The analysis suggests that static prevention is losing ground to live attack surfaces. CISA putting LiteLLM into KEV after active exploitation is one signal that AI gateways are no longer theoretical integration points. They are being treated as real targets. Add phishing and OAuth abuse at the point of execution, and the old perimeter model starts to look thin.

That is the core problem: if the system is acting in real time, then security has to keep up in real time. Waiting for logs, alerts, and a human review cycle may be too slow when the risky action has already happened.

“The market is moving away from ‘detect it later’ toward ‘decide it now.’”

What buyers may need to ask differently

The implication for buyers is less about which vendor claims the most detections and more about which one can govern actions safely across identities, agents, and APIs as events unfold. The category is shifting from alerting to authorization.

  • Can the system terminate a session quickly enough?
  • Can access be revoked in time to matter?
  • Can policy enforcement sit inside the workflow without breaking it?
  • Can the platform handle identities, agents, and APIs together?
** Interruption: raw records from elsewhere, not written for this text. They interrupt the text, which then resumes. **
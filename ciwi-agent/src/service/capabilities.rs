//! Capabilities service
//!
//! Discovers the capabilities this agent advertises in heartbeats and lease
//! requests: platform, shells, run mode, and versions of well-known tools
//! found on the host. The server matches jobs against them.

use std::collections::HashMap;

use async_trait::async_trait;
use ciwi_core::domain::metadata::{AGENT_TOOL_PREFIX, HOST_TOOL_RUNTIME_PREFIX};
use ciwi_update::asset::{normalize_arch, normalize_os};
use tracing::{debug, info};

use crate::engine::probe;
use crate::engine::shell::{Shell, host_shells};

/// Tools probed at startup
pub const KNOWN_TOOLS: &[&str] = &[
    "git", "go", "gcc", "clang", "cmake", "make", "ninja", "docker", "python3", "node", "java",
    "dotnet", "cargo", "rustc", "msbuild", "xcodebuild", "ccache", "gh",
];

/// Service trait for capability discovery
#[async_trait]
pub trait CapabilitiesService: Send + Sync {
    /// Discovers all capabilities available on this agent
    async fn discover(&self) -> HashMap<String, String>;
}

/// Standard implementation of CapabilitiesService
pub struct StandardCapabilitiesService {
    run_mode: &'static str,
    tools: Vec<String>,
}

impl StandardCapabilitiesService {
    /// Creates a capabilities service probing [`KNOWN_TOOLS`]
    ///
    /// `service_mode` is true when a service manager supervises the agent.
    pub fn new(service_mode: bool) -> Self {
        Self {
            run_mode: if service_mode { "service" } else { "manual" },
            tools: KNOWN_TOOLS.iter().map(|t| t.to_string()).collect(),
        }
    }

    /// Restricts probing to `tools`
    pub fn with_tools(mut self, tools: Vec<String>) -> Self {
        self.tools = tools;
        self
    }
}

/// Capabilities that need no probing
pub fn platform_capabilities(run_mode: &str) -> HashMap<String, String> {
    let shells = host_shells()
        .iter()
        .map(Shell::as_str)
        .collect::<Vec<_>>()
        .join(",");

    HashMap::from([
        ("os".to_string(), normalize_os(std::env::consts::OS).to_string()),
        ("arch".to_string(), normalize_arch(std::env::consts::ARCH).to_string()),
        ("executor".to_string(), "script".to_string()),
        ("shells".to_string(), shells),
        ("run_mode".to_string(), run_mode.to_string()),
    ])
}

#[async_trait]
impl CapabilitiesService for StandardCapabilitiesService {
    async fn discover(&self) -> HashMap<String, String> {
        info!("Discovering agent capabilities");

        let mut capabilities = platform_capabilities(self.run_mode);
        let probed = probe::probe_host_tools(
            Shell::host_default(),
            &self.tools,
            &HashMap::new(),
            &std::env::temp_dir(),
        )
        .await;

        for (key, version) in probed {
            let Some(tool) = key.strip_prefix(HOST_TOOL_RUNTIME_PREFIX) else {
                continue;
            };
            debug!(tool = %tool, version = %version, "Found tool");
            capabilities.insert(format!("{AGENT_TOOL_PREFIX}{tool}"), version);
        }

        info!("Discovered {} capabilities", capabilities.len());
        capabilities
    }
}

#[cfg(test)]
mod tests {
    use super::*;

    #[test]
    fn test_platform_capabilities() {
        let caps = platform_capabilities("manual");
        assert_eq!(caps["executor"], "script");
        assert_eq!(caps["run_mode"], "manual");
        assert!(!caps["os"].is_empty());
        assert_ne!(caps["arch"], "x86_64");
        assert_ne!(caps["os"], "macos");
        if cfg!(unix) {
            assert!(caps["shells"].split(',').any(|s| s == "posix"));
        }
    }

    #[cfg(unix)]
    #[tokio::test]
    async fn test_discover_reports_found_tools_only() {
        let service = StandardCapabilitiesService::new(true)
            .with_tools(vec!["sh".to_string(), "ciwi-no-such-tool".to_string()]);
        let caps = service.discover().await;

        assert_eq!(caps["run_mode"], "service");
        assert!(!caps.contains_key("tool.ciwi-no-such-tool"));
        assert!(caps.keys().all(|k| !k.starts_with(HOST_TOOL_RUNTIME_PREFIX)));
    }
}
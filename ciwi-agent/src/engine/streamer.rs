//! Live output streaming
//!
//! While a job runs, a sibling task periodically posts the redacted tail
//! of its output. Nothing is queued: each tick sends the current snapshot,
//! and only when it or the step label changed since the last delivery.

use std::sync::Arc;
use std::time::Duration;

use ciwi_core::domain::job::JobStatus;
use ciwi_core::dto::job::StatusUpdate;
use ciwi_core::output::prepare_output;
use crate::service::LogBufferService;
use tokio::task::JoinHandle;
use tokio_util::sync::CancellationToken;
use tracing::debug;

use crate::context::JobContext;
use crate::repository::JobRepository;

/// Spawns the streamer; it runs until `stop` is cancelled
pub fn spawn_streamer(
    ctx: Arc<JobContext>,
    repo: Arc<dyn JobRepository>,
    interval: Duration,
    stop: CancellationToken,
) -> JoinHandle<()> {
    tokio::spawn(async move {
        let mut ticker = tokio::time::interval(interval);
        ticker.set_missed_tick_behavior(tokio::time::MissedTickBehavior::Skip);
        let mut last_sent: Option<(String, String)> = None;

        loop {
            tokio::select! {
                _ = stop.cancelled() => break,
                _ = ticker.tick() => {}
            }

            let output = prepare_output(&ctx.output.snapshot(), &ctx.job.sensitive_values);
            let step = ctx.current_step();
            if output.is_empty() && step.is_empty() {
                continue;
            }
            let snapshot = (output, step);
            if last_sent.as_ref() == Some(&snapshot) {
                continue;
            }

            let mut update = StatusUpdate::new(&ctx.agent_id, JobStatus::Running);
            update.output = snapshot.0.clone();
            update.current_step = snapshot.1.clone();
            match repo.update_status(&ctx.job.id, &update).await {
                Ok(()) => last_sent = Some(snapshot),
                // Dropped; the next tick sends a fresher snapshot anyway
                Err(e) => debug!(job_id = %ctx.job.id, "Live output update failed: {}", e),
            }
        }
    })
}

#[cfg(test)]
mod tests {
    use ciwi_core::domain::job::JobExecution;

    use super::*;
    use crate::repository::testing::FakeJobRepository;
    use crate::service::LogBufferService;

    #[tokio::test]
    async fn test_posts_only_changes_and_redacts() {
        let job = JobExecution {
            id: "job-1".to_string(),
            sensitive_values: vec!["hunter2".to_string()],
            ..Default::default()
        };
        let ctx = Arc::new(JobContext::new(job, "agent-1"));
        let repo = Arc::new(FakeJobRepository::default());
        let stop = CancellationToken::new();

        let handle = spawn_streamer(
            Arc::clone(&ctx),
            repo.clone(),
            Duration::from_millis(20),
            stop.clone(),
        );

        ctx.output.line("password is hunter2");
        tokio::time::sleep(Duration::from_millis(120)).await;
        ctx.set_current_step("Step 1/1: build");
        tokio::time::sleep(Duration::from_millis(120)).await;
        stop.cancel();
        handle.await.unwrap();

        let updates = repo.updates();
        assert_eq!(updates.len(), 2);
        assert_eq!(updates[0].output, "password is ***\n");
        assert_eq!(updates[0].status, JobStatus::Running);
        assert_eq!(updates[1].current_step, "Step 1/1: build");
        assert!(updates.iter().all(|u| !u.output.contains("hunter2")));
    }
}
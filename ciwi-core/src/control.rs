//! Agent control directives
//!
//! Directives travel from server to agent in heartbeat responses. Both the
//! server (per agent, until delivered) and the agent (while a job runs)
//! hold them in a [`ControlQueue`].

use std::collections::VecDeque;

use serde::{Deserialize, Serialize};

/// A directive for an agent
#[derive(Debug, Clone, PartialEq, Eq, Serialize, Deserialize)]
#[serde(tag = "kind", rename_all = "snake_case")]
pub enum AgentControl {
    Update {
        target: String,
        #[serde(default)]
        repository: String,
        #[serde(default)]
        api_base: String,
    },
    Restart,
    WipeCache,
    WipeHistory,
}

/// Directives a queue holds before the oldest is dropped
pub const CONTROL_QUEUE_CAPACITY: usize = 16;

/// Bounded FIFO of directives in which only the latest update target survives
///
/// Pushing an update while another update is queued replaces the queued
/// target in place, keeping its position. Pushing onto a full queue drops
/// the oldest directive.
#[derive(Debug, Clone)]
pub struct ControlQueue {
    items: VecDeque<AgentControl>,
    capacity: usize,
}

impl Default for ControlQueue {
    fn default() -> Self {
        Self::with_capacity(CONTROL_QUEUE_CAPACITY)
    }
}

impl ControlQueue {
    pub fn new() -> Self {
        Self::default()
    }

    /// A queue holding at most `capacity` directives (at least one)
    pub fn with_capacity(capacity: usize) -> Self {
        let capacity = capacity.max(1);
        Self {
            items: VecDeque::with_capacity(capacity),
            capacity,
        }
    }

    /// Queue `control`; returns the directive dropped to make room, if any
    pub fn push(&mut self, control: AgentControl) -> Option<AgentControl> {
        if let AgentControl::Update { .. } = control
            && let Some(existing) = self
                .items
                .iter_mut()
                .find(|c| matches!(c, AgentControl::Update { .. }))
        {
            *existing = control;
            return None;
        }

        let dropped = if self.items.len() >= self.capacity {
            self.items.pop_front()
        } else {
            None
        };
        self.items.push_back(control);
        dropped
    }

    pub fn pop(&mut self) -> Option<AgentControl> {
        self.items.pop_front()
    }

    pub fn peek(&self) -> Option<&AgentControl> {
        self.items.front()
    }

    pub fn len(&self) -> usize {
        self.items.len()
    }

    pub fn is_empty(&self) -> bool {
        self.items.is_empty()
    }

    /// Pending update target, if any
    pub fn update_target(&self) -> Option<&str> {
        self.items.iter().find_map(|c| match c {
            AgentControl::Update { target, .. } => Some(target.as_str()),
            _ => None,
        })
    }
}

#[cfg(test)]
mod tests {
    use super::*;

    fn update(target: &str) -> AgentControl {
        AgentControl::Update {
            target: target.to_string(),
            repository: String::new(),
            api_base: String::new(),
        }
    }

    #[test]
    fn test_fifo_order() {
        let mut queue = ControlQueue::new();
        queue.push(AgentControl::WipeCache);
        queue.push(AgentControl::Restart);
        assert_eq!(queue.pop(), Some(AgentControl::WipeCache));
        assert_eq!(queue.pop(), Some(AgentControl::Restart));
        assert_eq!(queue.pop(), None);
    }

    #[test]
    fn test_latest_update_target_replaces_in_place() {
        let mut queue = ControlQueue::new();
        queue.push(AgentControl::Restart);
        queue.push(update("v1.1.0"));
        queue.push(AgentControl::WipeHistory);
        queue.push(update("v1.2.0"));

        assert_eq!(queue.len(), 3);
        assert_eq!(queue.update_target(), Some("v1.2.0"));
        assert_eq!(queue.pop(), Some(AgentControl::Restart));
        assert_eq!(queue.pop(), Some(update("v1.2.0")));
        assert_eq!(queue.pop(), Some(AgentControl::WipeHistory));
    }

    #[test]
    fn test_full_queue_drops_oldest() {
        let mut queue = ControlQueue::with_capacity(2);
        assert_eq!(queue.push(AgentControl::WipeCache), None);
        assert_eq!(queue.push(AgentControl::Restart), None);
        assert_eq!(queue.push(AgentControl::WipeHistory), Some(AgentControl::WipeCache));
        assert_eq!(queue.len(), 2);

        // Replacing the queued update needs no room
        let mut queue = ControlQueue::with_capacity(2);
        queue.push(update("v1.0.0"));
        queue.push(AgentControl::Restart);
        assert_eq!(queue.push(update("v1.1.0")), None);
        assert_eq!(queue.pop(), Some(update("v1.1.0")));
    }

    #[test]
    fn test_default_capacity() {
        let mut queue = ControlQueue::new();
        for _ in 0..CONTROL_QUEUE_CAPACITY {
            assert_eq!(queue.push(AgentControl::WipeCache), None);
        }
        assert_eq!(queue.push(AgentControl::Restart), Some(AgentControl::WipeCache));
        assert_eq!(queue.len(), CONTROL_QUEUE_CAPACITY);
    }

    #[test]
    fn test_wire_format() {
        let json = serde_json::to_value(update("v2.0.0")).unwrap();
        assert_eq!(json["kind"], "update");
        assert_eq!(json["target"], "v2.0.0");
        let parsed: AgentControl = serde_json::from_str(r#"{"kind":"wipe_cache"}"#).unwrap();
        assert_eq!(parsed, AgentControl::WipeCache);
    }
}
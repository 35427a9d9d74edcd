//! Core domain types
//!
//! This module contains the core domain structures used across ciwi services.
//! These types represent the fundamental business entities and are shared between
//! the server (for persistence) and the agent (for execution).

pub mod agent;
pub mod artifact;
pub mod job;
pub mod metadata;
pub mod project;
pub mod test_report;
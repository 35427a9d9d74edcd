//! Capability matching
//!
//! Pure predicate deciding whether an agent may lease a job, plus the
//! explainer behind "why is this job not running?".

use std::cmp::Ordering;
use std::collections::HashMap;

use crate::domain::agent::AgentInfo;
use crate::domain::metadata::{
    AGENT_TOOL_PREFIX, CONTAINER_TOOL_REQUIREMENT_PREFIX, TOOL_REQUIREMENT_PREFIX,
};
use crate::version::Version;

/// Comparison operator of a tool constraint
#[derive(Debug, Clone, Copy, PartialEq, Eq)]
pub enum ConstraintOp {
    Ge,
    Le,
    Gt,
    Lt,
    Eq,
}

impl ConstraintOp {
    fn accepts(&self, ord: Ordering) -> bool {
        match self {
            ConstraintOp::Ge => ord != Ordering::Less,
            ConstraintOp::Le => ord != Ordering::Greater,
            ConstraintOp::Gt => ord == Ordering::Greater,
            ConstraintOp::Lt => ord == Ordering::Less,
            ConstraintOp::Eq => ord == Ordering::Equal,
        }
    }
}

/// Splits a constraint into its operator and version; no operator means equality
pub fn split_constraint(constraint: &str) -> (ConstraintOp, &str) {
    let c = constraint.trim();
    for (prefix, op) in [
        (">=", ConstraintOp::Ge),
        ("<=", ConstraintOp::Le),
        ("==", ConstraintOp::Eq),
        (">", ConstraintOp::Gt),
        ("<", ConstraintOp::Lt),
        ("=", ConstraintOp::Eq),
    ] {
        if let Some(rest) = c.strip_prefix(prefix) {
            return (op, rest.trim());
        }
    }
    (ConstraintOp::Eq, c)
}

/// Whether an installed tool version satisfies a constraint
///
/// Empty and `*` constraints only require the tool to be present. When
/// either side is not semver, only exact string equality under `=`/`==`
/// is accepted.
pub fn tool_version_satisfies(have: &str, constraint: &str) -> bool {
    let have = have.trim();
    let constraint = constraint.trim();
    if constraint.is_empty() || constraint == "*" {
        return !have.is_empty();
    }
    if have.is_empty() {
        return false;
    }

    let (op, want) = split_constraint(constraint);
    match (Version::parse(have), Version::parse(want)) {
        (Some(h), Some(w)) => op.accepts(h.cmp(&w)),
        _ => op == ConstraintOp::Eq && have == want,
    }
}

/// Whether the shell list advertised by an agent contains `shell`
pub fn shell_supported(agent_shells: &str, shell: &str) -> bool {
    let wanted = shell.trim().to_ascii_lowercase();
    agent_shells
        .split(',')
        .map(|s| s.trim().to_ascii_lowercase())
        .any(|s| !s.is_empty() && s == wanted)
}

/// Decides whether an agent with `agent` capabilities may lease a job
/// requiring `required`
///
/// `requires.container.tool.*` keys are not checked here: they are
/// validated by the agent after probing the runtime container.
pub fn capabilities_match(
    agent: &HashMap<String, String>,
    required: &HashMap<String, String>,
) -> bool {
    required
        .iter()
        .all(|(key, value)| requirement_met(agent, key, value).is_ok())
}

/// Why a single requirement is not met
#[derive(Debug, Clone, PartialEq, Eq)]
pub enum Unmet {
    MissingTool(String),
    ToolConstraint { tool: String, constraint: String },
    MissingShell(String),
    Mismatch { key: String, value: String },
}

impl std::fmt::Display for Unmet {
    fn fmt(&self, f: &mut std::fmt::Formatter<'_>) -> std::fmt::Result {
        match self {
            Unmet::MissingTool(tool) => write!(f, "missing tool {tool}"),
            Unmet::ToolConstraint { tool, constraint } => {
                write!(f, "tool {tool} does not satisfy {constraint}")
            }
            Unmet::MissingShell(shell) => write!(f, "no agent with shell={shell}"),
            Unmet::Mismatch { key, value } => write!(f, "no agent with {key}={value}"),
        }
    }
}

fn requirement_met(
    agent: &HashMap<String, String>,
    key: &str,
    value: &str,
) -> Result<(), Unmet> {
    if key.starts_with(CONTAINER_TOOL_REQUIREMENT_PREFIX) {
        return Ok(());
    }

    if let Some(tool) = key.strip_prefix(TOOL_REQUIREMENT_PREFIX) {
        let have = agent
            .get(&format!("{AGENT_TOOL_PREFIX}{tool}"))
            .map(String::as_str)
            .unwrap_or("");
        if have.trim().is_empty() {
            return Err(Unmet::MissingTool(tool.to_string()));
        }
        if tool_version_satisfies(have, value) {
            return Ok(());
        }
        return Err(Unmet::ToolConstraint {
            tool: tool.to_string(),
            constraint: value.trim().to_string(),
        });
    }

    if key == "shell" {
        let shells = agent.get("shells").map(String::as_str).unwrap_or("");
        if shell_supported(shells, value) {
            return Ok(());
        }
        return Err(Unmet::MissingShell(value.to_string()));
    }

    if agent.get(key).map(String::as_str) == Some(value) {
        Ok(())
    } else {
        Err(Unmet::Mismatch {
            key: key.to_string(),
            value: value.to_string(),
        })
    }
}

/// Explains why no connected agent can lease a job
///
/// Returns an empty list when at least one agent matches. Reasons are
/// collected from the agent that fails the fewest requirements.
pub fn explain_unmet(agents: &[AgentInfo], required: &HashMap<String, String>) -> Vec<String> {
    if agents.is_empty() {
        return vec!["no agents connected".to_string()];
    }

    let mut keys: Vec<&String> = required.keys().collect();
    keys.sort();

    let mut best: Option<Vec<String>> = None;
    for agent in agents {
        let caps = agent.effective_capabilities();
        let reasons: Vec<String> = keys
            .iter()
            .filter_map(|key| {
                requirement_met(&caps, key, &required[*key])
                    .err()
                    .map(|unmet| unmet.to_string())
            })
            .collect();
        if reasons.is_empty() {
            return Vec::new();
        }
        if best.as_ref().is_none_or(|b| reasons.len() < b.len()) {
            best = Some(reasons);
        }
    }
    best.unwrap_or_default()
}
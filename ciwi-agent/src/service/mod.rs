//! Service layer
//!
//! Services contain the agent's business logic. They orchestrate the engine
//! and the repositories: job execution, capability discovery, control
//! directives and output buffering.
//!
//! All services are trait-based to enable testing and dependency injection.

mod capabilities;
mod control;
mod execution;
mod log_buffer;

// Re-export traits
pub use capabilities::CapabilitiesService;
pub use control::{ControlService, SelfUpdate};
pub use execution::ExecutionService;
pub use log_buffer::LogBufferService;

// Re-export implementations
pub use capabilities::StandardCapabilitiesService;
pub use control::{ControlReport, ReleaseSelfUpdate, StandardControlService};
pub use execution::{JobOutcome, StandardExecutionService, TIMED_OUT};
pub use log_buffer::InMemoryLogBuffer;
Those are not abstract questions. They go to the heart of whether AI security is useful in practice or just impressive in a demo. And as anyone who has watched a live system misbehave knows, a demo is not the same thing as a Tuesday afternoon.

The tradeoff is real

Runtime control is powerful, but it may also be brittle. If policy engines are too strict, they can disrupt legitimate agent workflows. If they are too loose, they risk becoming theater. The open question is whether vendors can enforce policies fast enough without making AI systems feel overlocked and hard to trust.

That uncertainty is important. The direction of travel is clear, but the execution is still being worked out. For now, the discussion increasingly centers around a simple idea: in AI security, the best defense may be the one that can act before the session turns into a story for the incident report.